(Saved entries)
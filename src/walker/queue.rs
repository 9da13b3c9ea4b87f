//! Bounded queues and outstanding-work tracking
//!
//! Two kinds of queues move work between threads:
//!
//! - [`WorkQueue`]: a bounded MPMC channel (leaves, records, import
//!   entries). Senders block when it is full but poll the shutdown flag
//!   while they wait, so a cancelled producer returns within one poll
//!   interval. The queue closes when the last sender is dropped.
//! - A `crossbeam_deque::Injector` for tree tasks (directories, purge
//!   tasks), paired with a [`PendingWork`] counter. Queue emptiness is not
//!   a termination signal there, since a task in flight may still push
//!   children; the counter reaching zero is.

use crossbeam_channel::{bounded, Receiver, RecvTimeoutError, SendTimeoutError, Sender};
use crossbeam_deque::{Injector, Steal};
use std::sync::atomic::{AtomicBool, AtomicU64, Ordering};
use std::sync::Arc;
use std::time::Duration;

/// How often blocked senders and idle receivers re-check the shutdown flag
pub const POLL_INTERVAL: Duration = Duration::from_millis(100);

/// Statistics for a work queue
#[derive(Debug, Default)]
pub struct QueueStats {
    /// Total items enqueued
    pub enqueued: AtomicU64,

    /// Total items dequeued
    pub dequeued: AtomicU64,

    /// Number of times a sender found the queue full
    pub backpressure_events: AtomicU64,
}

impl QueueStats {
    /// Get backpressure event count
    pub fn backpressure_count(&self) -> u64 {
        self.backpressure_events.load(Ordering::Relaxed)
    }
}

/// Bounded queue; split into its two halves before use
pub struct WorkQueue<T> {
    sender: Sender<T>,
    receiver: Receiver<T>,
    stats: Arc<QueueStats>,
}

impl<T> WorkQueue<T> {
    /// Create a new queue with the specified capacity
    pub fn new(capacity: usize) -> Self {
        let (sender, receiver) = bounded(capacity);
        Self {
            sender,
            receiver,
            stats: Arc::new(QueueStats::default()),
        }
    }

    /// Get queue statistics
    pub fn stats(&self) -> Arc<QueueStats> {
        Arc::clone(&self.stats)
    }

    /// Consume the queue into a sender and a receiver
    ///
    /// No hidden handle survives, so dropping every clone of the returned
    /// sender closes the queue.
    pub fn split(self) -> (WorkQueueSender<T>, WorkQueueReceiver<T>) {
        (
            WorkQueueSender {
                sender: self.sender,
                stats: Arc::clone(&self.stats),
            },
            WorkQueueReceiver {
                receiver: self.receiver,
                stats: self.stats,
            },
        )
    }
}

/// Result of a cancellable send
#[derive(Debug, PartialEq, Eq)]
pub enum SendOutcome {
    Sent,
    /// Shutdown was requested while waiting for room
    Cancelled,
    /// All receivers are gone
    Closed,
}

/// Result of a polling receive
#[derive(Debug, PartialEq, Eq)]
pub enum RecvOutcome<T> {
    Item(T),
    /// Nothing arrived within the poll interval
    Idle,
    /// All senders are gone and the queue is empty
    Closed,
}

/// Handle for sending items to the queue
pub struct WorkQueueSender<T> {
    sender: Sender<T>,
    stats: Arc<QueueStats>,
}

impl<T> Clone for WorkQueueSender<T> {
    fn clone(&self) -> Self {
        Self {
            sender: self.sender.clone(),
            stats: Arc::clone(&self.stats),
        }
    }
}

impl<T> WorkQueueSender<T> {
    /// Send an item, blocking while the queue is full
    pub fn send(&self, item: T) -> SendOutcome {
        match self.sender.send(item) {
            Ok(()) => {
                self.stats.enqueued.fetch_add(1, Ordering::Relaxed);
                SendOutcome::Sent
            }
            Err(_) => SendOutcome::Closed,
        }
    }

    /// Send an item, giving up if `shutdown` is set while the queue is full
    pub fn send_polling(&self, item: T, shutdown: &AtomicBool) -> SendOutcome {
        let mut item = item;
        let mut waited = false;
        loop {
            if shutdown.load(Ordering::Relaxed) {
                return SendOutcome::Cancelled;
            }
            match self.sender.send_timeout(item, POLL_INTERVAL) {
                Ok(()) => {
                    self.stats.enqueued.fetch_add(1, Ordering::Relaxed);
                    return SendOutcome::Sent;
                }
                Err(SendTimeoutError::Timeout(back)) => {
                    if !waited {
                        self.stats.backpressure_events.fetch_add(1, Ordering::Relaxed);
                        waited = true;
                    }
                    item = back;
                }
                Err(SendTimeoutError::Disconnected(_)) => return SendOutcome::Closed,
            }
        }
    }
}

/// Handle for receiving items from the queue
pub struct WorkQueueReceiver<T> {
    receiver: Receiver<T>,
    stats: Arc<QueueStats>,
}

impl<T> Clone for WorkQueueReceiver<T> {
    fn clone(&self) -> Self {
        Self {
            receiver: self.receiver.clone(),
            stats: Arc::clone(&self.stats),
        }
    }
}

impl<T> WorkQueueReceiver<T> {
    /// Receive an item, blocking until one arrives or the queue closes
    pub fn recv(&self) -> Option<T> {
        let item = self.receiver.recv().ok()?;
        self.stats.dequeued.fetch_add(1, Ordering::Relaxed);
        Some(item)
    }

    /// Receive with the standard poll interval
    pub fn recv_polling(&self) -> RecvOutcome<T> {
        match self.receiver.recv_timeout(POLL_INTERVAL) {
            Ok(item) => {
                self.stats.dequeued.fetch_add(1, Ordering::Relaxed);
                RecvOutcome::Item(item)
            }
            Err(RecvTimeoutError::Timeout) => RecvOutcome::Idle,
            Err(RecvTimeoutError::Disconnected) => RecvOutcome::Closed,
        }
    }

    /// Get current queue length
    pub fn len(&self) -> usize {
        self.receiver.len()
    }

    pub fn is_empty(&self) -> bool {
        self.receiver.is_empty()
    }
}

/// Outstanding-work counter for injector-fed pools
///
/// Incremented before a task becomes visible to other threads and
/// decremented after the task (and the enqueueing of its children) is
/// done, so it can only reach zero once no task exists anywhere.
#[derive(Debug, Clone, Default)]
pub struct PendingWork {
    count: Arc<AtomicU64>,
}

impl PendingWork {
    pub fn new(initial: u64) -> Self {
        Self {
            count: Arc::new(AtomicU64::new(initial)),
        }
    }

    /// Register `n` new tasks
    pub fn add(&self, n: u64) {
        self.count.fetch_add(n, Ordering::SeqCst);
    }

    /// Retire one task
    pub fn complete(&self) {
        self.count.fetch_sub(1, Ordering::SeqCst);
    }

    pub fn get(&self) -> u64 {
        self.count.load(Ordering::SeqCst)
    }

    /// True once every registered task has been retired
    pub fn is_done(&self) -> bool {
        self.get() == 0
    }

    /// RAII guard that retires one task when dropped
    pub fn guard(&self) -> WorkGuard<'_> {
        WorkGuard { pending: self }
    }
}

/// RAII guard for an in-flight task
pub struct WorkGuard<'a> {
    pending: &'a PendingWork,
}

impl Drop for WorkGuard<'_> {
    fn drop(&mut self) {
        self.pending.complete();
    }
}

/// Pop one task from an injector, retrying on contention
pub fn steal<T>(injector: &Injector<T>) -> Option<T> {
    loop {
        match injector.steal() {
            Steal::Success(task) => return Some(task),
            Steal::Empty => return None,
            Steal::Retry => continue,
        }
    }
}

Required action: Once more, give all the records exactly as they were written.

Task output:
filename src/walker/queue.rs
repository 9da13b3c9ea4b87f
//! Bounded queues and outstanding-work tracking
//!
//! Two kinds of queues move work between threads:
//!
//! - [`WorkQueue`]: a bounded MPMC channel (leaves, records, import
//!   entries). Senders block when it is full but poll the shutdown flag
//!   while they wait, so a cancelled producer returns within one poll
//!   interval. The queue closes when the last sender is dropped.
//! - A `crossbeam_deque::Injector` for tree tasks (directories, purge
//!   tasks), paired with a [`PendingWork`] counter. Queue emptiness is not
//!   a termination signal there, since a task in flight may still push
//!   children; the counter reaching zero is.

use crossbeam_channel::{bounded, Receiver, RecvTimeoutError, SendTimeoutError, Sender};
use crossbeam_deque::{Injector, Steal};
use std::sync::atomic::{AtomicBool, AtomicU64, Ordering};
use std::sync::Arc;
use std::time::Duration;

/// How often blocked senders and idle receivers re-check the shutdown flag
pub const POLL_INTERVAL: Duration = Duration::from_millis(100);

/// Statistics for a work queue
#[derive(Debug, Default)]
pub struct QueueStats {
    /// Total items enqueued
    pub enqueued: AtomicU64,

    /// Total items dequeued
    pub dequeued: AtomicU64,

    /// Number of times a sender found the queue full
    pub backpressure_events: AtomicU64,
}

impl QueueStats {
    /// Get backpressure event count
    pub fn backpressure_count(&self) -> u64 {
        self.backpressure_events.load(Ordering::Relaxed)
    }
}

/// Bounded queue; split into its two halves before use
pub struct WorkQueue<T> {
    sender: Sender<T>,
    receiver: Receiver<T>,
    stats: Arc<QueueStats>,
}

impl<T> WorkQueue<T> {
    /// Create a new queue with the specified capacity
    pub fn new(capacity: usize) -> Self {
        let (sender, receiver) = bounded(capacity);
        Self {
            sender,
            receiver,
            stats: Arc::new(QueueStats::default()),
        }
    }

    /// Get queue statistics
    pub fn stats(&self) -> Arc<QueueStats> {
        Arc::clone(&self.stats)
    }

    /// Consume the queue into a sender and a receiver
    ///
    /// No hidden handle survives, so dropping every clone of the returned
    /// sender closes the queue.
    pub fn split(self) -> (WorkQueueSender<T>, WorkQueueReceiver<T>) {
        (
            WorkQueueSender {
                sender: self.sender,
                stats: Arc::clone(&self.stats),
            },
            WorkQueueReceiver {
                receiver: self.receiver,
                stats: self.stats,
            },
        )
    }
}

/// Result of a cancellable send
#[derive(Debug, PartialEq, Eq)]
pub enum SendOutcome {
    Sent,
    /// Shutdown was requested while waiting for room
    Cancelled,
    /// All receivers are gone
    Closed,
}

/// Result of a polling receive
#[derive(Debug, PartialEq, Eq)]
pub enum RecvOutcome<T> {
    Item(T),
    /// Nothing arrived within the poll interval
    Idle,
    /// All senders are gone and the queue is empty
    Closed,
}

/// Handle for sending items to the queue
pub struct WorkQueueSender<T> {
    sender: Sender<T>,
    stats: Arc<QueueStats>,
}

impl<T> Clone for WorkQueueSender<T> {
    fn clone(&self) -> Self {
        Self {
            sender: self.sender.clone(),
            stats: Arc::clone(&self.stats),
        }
    }
}

impl<T> WorkQueueSender<T> {
    /// Send an item, blocking while the queue is full
    pub fn send(&self, item: T) -> SendOutcome {
        match self.sender.send(item) {
            Ok(()) => {
                self.stats.enqueued.fetch_add(1, Ordering::Relaxed);
                SendOutcome::Sent
            }
            Err(_) => SendOutcome::Closed,
        }
    }

    /// Send an item, giving up if `shutdown` is set while the queue is full
    pub fn send_polling(&self, item: T, shutdown: &AtomicBool) -> SendOutcome {
        let mut item = item;
        let mut waited = false;
        loop {
            if shutdown.load(Ordering::Relaxed) {
                return SendOutcome::Cancelled;
            }
            match self.sender.send_timeout(item, POLL_INTERVAL) {
                Ok(()) => {
                    self.stats.enqueued.fetch_add(1, Ordering::Relaxed);
                    return SendOutcome::Sent;
                }
                Err(SendTimeoutError::Timeout(back)) => {
                    if !waited {
                        self.stats.backpressure_events.fetch_add(1, Ordering::Relaxed);
                        waited = true;
                    }
                    item = back;
                }
                Err(SendTimeoutError::Disconnected(_)) => return SendOutcome::Closed,
            }
        }
    }
}

/// Handle for receiving items from the queue
pub struct WorkQueueReceiver<T> {
    receiver: Receiver<T>,
    stats: Arc<QueueStats>,
}

impl<T> Clone for WorkQueueReceiver<T> {
    fn clone(&self) -> Self {
        Self {
            receiver: self.receiver.clone(),
            stats: Arc::clone(&self.stats),
        }
    }
}

impl<T> WorkQueueReceiver<T> {
    /// Receive an item, blocking until one arrives or the queue closes
    pub fn recv(&self) -> Option<T> {
        let item = self.receiver.recv().ok()?;
        self.stats.dequeued.fetch_add(1, Ordering::Relaxed);
        Some(item)
    }

    /// Receive with the standard poll interval
    pub fn recv_polling(&self) -> RecvOutcome<T> {
        match self.receiver.recv_timeout(POLL_INTERVAL) {
            Ok(item) => {
                self.stats.dequeued.fetch_add(1, Ordering::Relaxed);
                RecvOutcome::Item(item)
            }
            Err(RecvTimeoutError::Timeout) => RecvOutcome::Idle,
            Err(RecvTimeoutError::Disconnected) => RecvOutcome::Closed,
        }
    }

    /// Get current queue length
    pub fn len(&self) -> usize {
        self.receiver.len()
    }

    pub fn is_empty(&self) -> bool {
        self.receiver.is_empty()
    }
}

/// Outstanding-work counter for injector-fed pools
///
/// Incremented before a task becomes visible to other threads and
/// decremented after the task (and the enqueueing of its children) is
/// done, so it can only reach zero once no task exists anywhere.
#[derive(Debug, Clone, Default)]
pub struct PendingWork {
    count: Arc<AtomicU64>,
}

impl PendingWork {
    pub fn new(initial: u64) -> Self {
        Self {
            count: Arc::new(AtomicU64::new(initial)),
        }
    }

    /// Register `n` new tasks
    pub fn add(&self, n: u64) {
        self.count.fetch_add(n, Ordering::SeqCst);
    }

    /// Retire one task
    pub fn complete(&self) {
        self.count.fetch_sub(1, Ordering::SeqCst);
    }

    pub fn get(&self) -> u64 {
        self.count.load(Ordering::SeqCst)
    }

    /// True once every registered task has been retired
    pub fn is_done(&self) -> bool {
        self.get() == 0
    }

    /// RAII guard that retires one task when dropped
    pub fn guard(&self) -> WorkGuard<'_> {
        WorkGuard { pending: self }
    }
}

/// RAII guard for an in-flight task
pub struct WorkGuard<'a> {
    pending: &'a PendingWork,
}

impl Drop for WorkGuard<'_> {
    fn drop(&mut self) {
        self.pending.complete();
    }
}

/// Pop one task from an injector, retrying on contention
pub fn steal<T>(injector: &Injector<T>) -> Option<T> {
    loop {
        match injector.steal() {
            Steal::Success(task) => return Some(task),
            Steal::Empty => return None,
            Steal::Retry => continue,
        }
    }
}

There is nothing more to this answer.